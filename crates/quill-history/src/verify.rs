//! Verification of downloaded history.
//!
//! Everything fetched from an archive is checked before it is trusted:
//! ledger-header files must form an unbroken hash chain that connects to a
//! trust anchor, buckets must hash to their content address, and an archive
//! state must agree with the verified header of its checkpoint.

use quill_bucket::Bucket;
use quill_common::Hash256;
use quill_ledger::LedgerHeaderHistoryEntry;

use crate::{checkpoint::CheckpointScheme, HistoryError, Result};

/// Outcome classification of ledger chain verification.
#[derive(Debug, Clone, Copy, PartialEq, Eq)]
pub enum LedgerVerificationStatus {
    Ok,
    /// An entry's hash, or a link between entries, is wrong.
    ErrBadHash,
    /// An entry claims a protocol version newer than this node supports.
    ErrBadLedgerVersion,
    /// The file contains entries past the expected range.
    ErrOvershot,
    /// The file starts after the expected first ledger.
    ErrUndershot,
    /// Entries are missing inside or at the end of the expected range.
    ErrMissingEntries,
}

fn chain_err(status: LedgerVerificationStatus, message: String) -> HistoryError {
    HistoryError::ChainVerificationFailed { status, message }
}

/// Verify the header entries of one checkpoint file.
///
/// `entries` must cover exactly `[first ledger of checkpoint,
/// min(checkpoint, target)]`: consecutive sequence numbers, each entry's
/// stored hash matching its recomputed hash, each entry linking to its
/// predecessor, and no entry claiming a protocol version above
/// `local_protocol`.
pub fn verify_checkpoint_headers(
    entries: &[LedgerHeaderHistoryEntry],
    checkpoint: u32,
    scheme: &CheckpointScheme,
    target: u32,
    local_protocol: u32,
) -> Result<()> {
    let first_expected = scheme.first_ledger_of_checkpoint(checkpoint);
    let last_expected = checkpoint.min(target);

    let Some(first) = entries.first() else {
        return Err(chain_err(
            LedgerVerificationStatus::ErrMissingEntries,
            format!("checkpoint {checkpoint:#x} file is empty"),
        ));
    };
    if first.ledger_seq() > first_expected {
        return Err(chain_err(
            LedgerVerificationStatus::ErrUndershot,
            format!(
                "checkpoint {checkpoint:#x} starts at {} instead of {first_expected}",
                first.ledger_seq()
            ),
        ));
    }
    if first.ledger_seq() < first_expected {
        return Err(chain_err(
            LedgerVerificationStatus::ErrOvershot,
            format!(
                "checkpoint {checkpoint:#x} reaches back to {} before {first_expected}",
                first.ledger_seq()
            ),
        ));
    }

    let last = entries.last().expect("non-empty");
    if last.ledger_seq() > last_expected {
        return Err(chain_err(
            LedgerVerificationStatus::ErrOvershot,
            format!(
                "checkpoint {checkpoint:#x} runs to {} past {last_expected}",
                last.ledger_seq()
            ),
        ));
    }
    if last.ledger_seq() < last_expected {
        return Err(chain_err(
            LedgerVerificationStatus::ErrMissingEntries,
            format!(
                "checkpoint {checkpoint:#x} ends at {} short of {last_expected}",
                last.ledger_seq()
            ),
        ));
    }

    for (i, entry) in entries.iter().enumerate() {
        if entry.header.protocol_version > local_protocol {
            return Err(chain_err(
                LedgerVerificationStatus::ErrBadLedgerVersion,
                format!(
                    "ledger {} has protocol {} above supported {local_protocol}",
                    entry.ledger_seq(),
                    entry.header.protocol_version
                ),
            ));
        }
        if entry.header.compute_hash() != entry.hash {
            return Err(chain_err(
                LedgerVerificationStatus::ErrBadHash,
                format!("ledger {} hash does not match its header", entry.ledger_seq()),
            ));
        }
        if i > 0 {
            let prev = &entries[i - 1];
            if entry.ledger_seq() != prev.ledger_seq() + 1 {
                return Err(chain_err(
                    LedgerVerificationStatus::ErrMissingEntries,
                    format!(
                        "ledger {} follows {} in checkpoint {checkpoint:#x}",
                        entry.ledger_seq(),
                        prev.ledger_seq()
                    ),
                ));
            }
            if entry.header.previous_ledger_hash != prev.hash {
                return Err(chain_err(
                    LedgerVerificationStatus::ErrBadHash,
                    format!("broken chain link into ledger {}", entry.ledger_seq()),
                ));
            }
        }
    }
    Ok(())
}

/// Verify the link between two adjacent checkpoints: the later file's
/// first entry must chain onto the earlier file's last entry.
pub fn verify_checkpoint_link(
    earlier_last: &LedgerHeaderHistoryEntry,
    later_first: &LedgerHeaderHistoryEntry,
) -> Result<()> {
    if later_first.ledger_seq() != earlier_last.ledger_seq() + 1 {
        return Err(chain_err(
            LedgerVerificationStatus::ErrMissingEntries,
            format!(
                "checkpoint boundary gap: {} then {}",
                earlier_last.ledger_seq(),
                later_first.ledger_seq()
            ),
        ));
    }
    if later_first.header.previous_ledger_hash != earlier_last.hash {
        return Err(chain_err(
            LedgerVerificationStatus::ErrBadHash,
            format!(
                "broken chain across checkpoint boundary at ledger {}",
                later_first.ledger_seq()
            ),
        ));
    }
    Ok(())
}

/// Verify that a downloaded chain connects to the local last closed
/// ledger: the entry at the LCL's sequence (if present) must carry the
/// LCL's hash, and the entry just above it must link to it.
pub fn verify_lcl_anchor(
    entries: &[LedgerHeaderHistoryEntry],
    lcl: &LedgerHeaderHistoryEntry,
) -> Result<()> {
    for entry in entries {
        if entry.ledger_seq() == lcl.ledger_seq() && entry.hash != lcl.hash {
            return Err(chain_err(
                LedgerVerificationStatus::ErrBadHash,
                format!(
                    "archive disagrees with local ledger {}; local state diverged",
                    lcl.ledger_seq()
                ),
            ));
        }
        if entry.ledger_seq() == lcl.ledger_seq() + 1
            && entry.header.previous_ledger_hash != lcl.hash
        {
            return Err(chain_err(
                LedgerVerificationStatus::ErrBadHash,
                format!(
                    "archive chain does not connect to local ledger {}",
                    lcl.ledger_seq()
                ),
            ));
        }
    }
    Ok(())
}

/// Verify that a bucket's content matches its advertised hash.
pub fn verify_bucket_contents(bucket: &Bucket, expected: &Hash256) -> Result<()> {
    let actual = bucket.hash();
    if actual != *expected {
        return Err(HistoryError::HashMismatch(format!(
            "bucket expected {expected}, got {actual}"
        )));
    }
    Ok(())
}

/// Verify an archive state against the verified header of its checkpoint:
/// the bucket list the state describes must hash to what the header
/// recorded.
pub fn verify_has_against_header(
    has: &crate::archive_state::HistoryArchiveState,
    header: &LedgerHeaderHistoryEntry,
) -> Result<()> {
    debug_assert_eq!(has.current_ledger, header.ledger_seq());
    let from_has = has.bucket_list_hash()?;
    let from_header = header.header.bucket_list_hash;
    if from_has != from_header {
        return Err(HistoryError::HashMismatch(format!(
            "archive state at {} claims bucket list {from_has}, header records {from_header}",
            has.current_ledger
        )));
    }
    Ok(())
}
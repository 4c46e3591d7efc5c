//! The durable publish queue.
//!
//! When the last ledger of a checkpoint closes, the node snapshots its
//! archive state and persists it to the `publishqueue` table before
//! anything else happens. If the node crashes between queueing and
//! publication, the row survives and publication resumes on restart.
//! Publication proceeds in strict ascending ledger order and a row is only
//! deleted after every archive acknowledged the upload.
//!
//! Alongside the durable rows, an in-memory reference multiset pins every
//! bucket a queued state mentions so garbage collection cannot reclaim a
//! bucket an unpublished checkpoint still needs. The multiset is rebuilt
//! from the persisted rows before any collection runs.

use std::collections::{HashMap, HashSet};
use std::sync::Arc;

use quill_common::Hash256;
use quill_db::Database;
use tracing::{debug, info};

use crate::{archive_state::HistoryArchiveState, checkpoint::CheckpointScheme, HistoryError, Result};

/// Durable, ordered queue of checkpoints pending publication.
pub struct PublishQueue {
    db: Arc<Database>,
    scheme: CheckpointScheme,
}

impl PublishQueue {
    pub fn new(db: Arc<Database>, scheme: CheckpointScheme) -> Self {
        Self { db, scheme }
    }

    /// Persist a checkpoint's archive state. The ledger must be a
    /// checkpoint boundary.
    pub fn enqueue(&self, ledger: u32, has: &HistoryArchiveState) -> Result<()> {
        if !self.scheme.is_checkpoint_ledger(ledger) {
            return Err(HistoryError::NotCheckpointLedger(ledger));
        }
        let state = has.to_json()?;
        self.db.with_connection(|conn| {
            conn.execute(
                "INSERT OR REPLACE INTO publishqueue (ledger, state) VALUES (?1, ?2)",
                rusqlite::params![ledger as i64, state],
            )?;
            Ok(())
        })?;
        debug!(ledger, "queued checkpoint for publication");
        Ok(())
    }

    /// Delete a published checkpoint's row.
    pub fn dequeue(&self, ledger: u32) -> Result<()> {
        self.db.with_connection(|conn| {
            conn.execute(
                "DELETE FROM publishqueue WHERE ledger = ?1",
                rusqlite::params![ledger as i64],
            )?;
            Ok(())
        })?;
        debug!(ledger, "dequeued published checkpoint");
        Ok(())
    }

    pub fn len(&self) -> Result<usize> {
        let count: i64 = self.db.with_connection(|conn| {
            Ok(conn.query_row("SELECT COUNT(ledger) FROM publishqueue", [], |row| row.get(0))?)
        })?;
        Ok(count as usize)
    }

    pub fn is_empty(&self) -> Result<bool> {
        Ok(self.len()? == 0)
    }

    pub fn contains(&self, ledger: u32) -> Result<bool> {
        let count: i64 = self.db.with_connection(|conn| {
            Ok(conn.query_row(
                "SELECT COUNT(ledger) FROM publishqueue WHERE ledger = ?1",
                rusqlite::params![ledger as i64],
                |row| row.get(0),
            )?)
        })?;
        Ok(count > 0)
    }

    pub fn min_ledger(&self) -> Result<Option<u32>> {
        let min: Option<i64> = self.db.with_connection(|conn| {
            Ok(conn.query_row("SELECT MIN(ledger) FROM publishqueue", [], |row| row.get(0))?)
        })?;
        Ok(min.map(|v| v as u32))
    }

    pub fn max_ledger(&self) -> Result<Option<u32>> {
        let max: Option<i64> = self.db.with_connection(|conn| {
            Ok(conn.query_row("SELECT MAX(ledger) FROM publishqueue", [], |row| row.get(0))?)
        })?;
        Ok(max.map(|v| v as u32))
    }

    /// All queued states in ascending ledger order.
    pub fn snapshot_states(&self) -> Result<Vec<(u32, HistoryArchiveState)>> {
        let rows: Vec<(i64, String)> = self.db.with_connection(|conn| {
            let mut stmt =
                conn.prepare("SELECT ledger, state FROM publishqueue ORDER BY ledger ASC")?;
            let rows = stmt
                .query_map([], |row| Ok((row.get::<_, i64>(0)?, row.get::<_, String>(1)?)))?
                .collect::<std::result::Result<Vec<_>, _>>()?;
            Ok(rows)
        })?;

        rows.into_iter()
            .map(|(ledger, state)| {
                let has = HistoryArchiveState::from_json(&state)?;
                Ok((ledger as u32, has))
            })
            .collect()
    }

    /// The oldest queued state, if any.
    pub fn next_to_publish(&self) -> Result<Option<(u32, HistoryArchiveState)>> {
        Ok(self.snapshot_states()?.into_iter().next())
    }
}

/// Reference counts of buckets pinned by queued checkpoints.
///
/// A bucket may be referenced by several queued states; it stays pinned
/// until the last referring state is published and removed.
#[derive(Debug, Default)]
pub struct PublishQueueBuckets {
    counts: HashMap<Hash256, usize>,
}

impl PublishQueueBuckets {
    pub fn new() -> Self {
        Self::default()
    }

    /// Rebuild from persisted queue rows.
    pub fn from_queue(queue: &PublishQueue) -> Result<Self> {
        let mut buckets = Self::new();
        for (_, has) in queue.snapshot_states()? {
            buckets.add_buckets(&has.all_bucket_hashes());
        }
        info!(
            pinned = buckets.counts.len(),
            "restored publish-queue bucket references"
        );
        Ok(buckets)
    }

    pub fn add_buckets(&mut self, hashes: &[Hash256]) {
        for hash in hashes {
            *self.counts.entry(*hash).or_insert(0) += 1;
        }
    }

    pub fn remove_buckets(&mut self, hashes: &[Hash256]) {
        for hash in hashes {
            if let Some(count) = self.counts.get_mut(hash) {
                *count -= 1;
                if *count == 0 {
                    self.counts.remove(hash);
                }
            }
        }
    }

    /// Every currently pinned bucket.
    pub fn referenced(&self) -> HashSet<Hash256> {
        self.counts.keys().copied().collect()
    }

    pub fn count_of(&self, hash: &Hash256) -> usize {
        self.counts.get(hash).copied().unwrap_or(0)
    }
}

#[cfg(test)]
mod tests {
    use super::*;
    use quill_bucket::{BucketList, BucketStore};
    use quill_common::{AccountEntry, AccountId};

    fn queue() -> PublishQueue {
        PublishQueue::new(
            Arc::new(Database::open_in_memory().unwrap()),
            CheckpointScheme::accelerated(),
        )
    }

    async fn has_at(ledger: u32) -> HistoryArchiveState {
        let mut list = BucketList::new(BucketStore::new(), 1);
        for seq in 1..=ledger {
            list.add_batch(seq, vec![AccountEntry::new(AccountId::new("a"), seq as i64)])
                .await
                .unwrap();
        }
        list.resolve_all_futures().await.unwrap();
        HistoryArchiveState::from_snapshot(ledger, &list.snapshot(), None)
    }

    #[tokio::test]
    async fn test_enqueue_requires_checkpoint_boundary() {
        let queue = queue();
        let has = has_at(8).await;
        assert!(matches!(
            queue.enqueue(8, &has),
            Err(HistoryError::NotCheckpointLedger(8))
        ));
        assert!(queue.enqueue(7, &has).is_ok());
    }

    #[tokio::test]
    async fn test_queue_order_is_ledger_order() {
        let queue = queue();
        queue.enqueue(23, &has_at(23).await).unwrap();
        queue.enqueue(7, &has_at(7).await).unwrap();
        queue.enqueue(15, &has_at(15).await).unwrap();

        let states = queue.snapshot_states().unwrap();
        let ledgers: Vec<u32> = states.iter().map(|(l, _)| *l).collect();
        assert_eq!(ledgers, vec![7, 15, 23]);
        assert_eq!(queue.min_ledger().unwrap(), Some(7));
        assert_eq!(queue.max_ledger().unwrap(), Some(23));
        assert_eq!(queue.next_to_publish().unwrap().unwrap().0, 7);
    }

    #[tokio::test]
    async fn test_dequeue() {
        let queue = queue();
        queue.enqueue(7, &has_at(7).await).unwrap();
        assert!(queue.contains(7).unwrap());
        queue.dequeue(7).unwrap();
        assert!(!queue.contains(7).unwrap());
        assert!(queue.is_empty().unwrap());
    }

    #[tokio::test]
    async fn test_roundtrip_preserves_state() {
        let queue = queue();
        let has = has_at(15).await;
        queue.enqueue(15, &has).unwrap();
        let (ledger, loaded) = queue.next_to_publish().unwrap().unwrap();
        assert_eq!(ledger, 15);
        assert_eq!(loaded, has);
    }

    #[tokio::test]
    async fn test_bucket_refcounts() {
        let mut buckets = PublishQueueBuckets::new();
        let a = Hash256::hash(b"a");
        let b = Hash256::hash(b"b");

        buckets.add_buckets(&[a, b]);
        buckets.add_buckets(&[a]);
        assert_eq!(buckets.count_of(&a), 2);
        assert_eq!(buckets.count_of(&b), 1);

        buckets.remove_buckets(&[a, b]);
        assert_eq!(buckets.count_of(&a), 1);
        assert_eq!(buckets.count_of(&b), 0);
        assert!(buckets.referenced().contains(&a));
        assert!(!buckets.referenced().contains(&b));
    }

    #[tokio::test]
    async fn test_refcounts_rebuilt_from_rows() {
        let queue = queue();
        let has7 = has_at(7).await;
        let has15 = has_at(15).await;
        queue.enqueue(7, &has7).unwrap();
        queue.enqueue(15, &has15).unwrap();

        let buckets = PublishQueueBuckets::from_queue(&queue).unwrap();
        for hash in has7.all_bucket_hashes() {
            assert!(buckets.count_of(&hash) >= 1);
        }
        for hash in has15.all_bucket_hashes() {
            assert!(buckets.count_of(&hash) >= 1);
        }
    }
}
=======
- [Action item] Search the listing above for the string "usize" and copy each line that has it.

- [Exercise answer]
    pub fn len(&self) -> Result<usize> {
        Ok(count as usize)
    counts: HashMap<Hash256, usize>,
    pub fn count_of(&self, hash: &Hash256) -> usize {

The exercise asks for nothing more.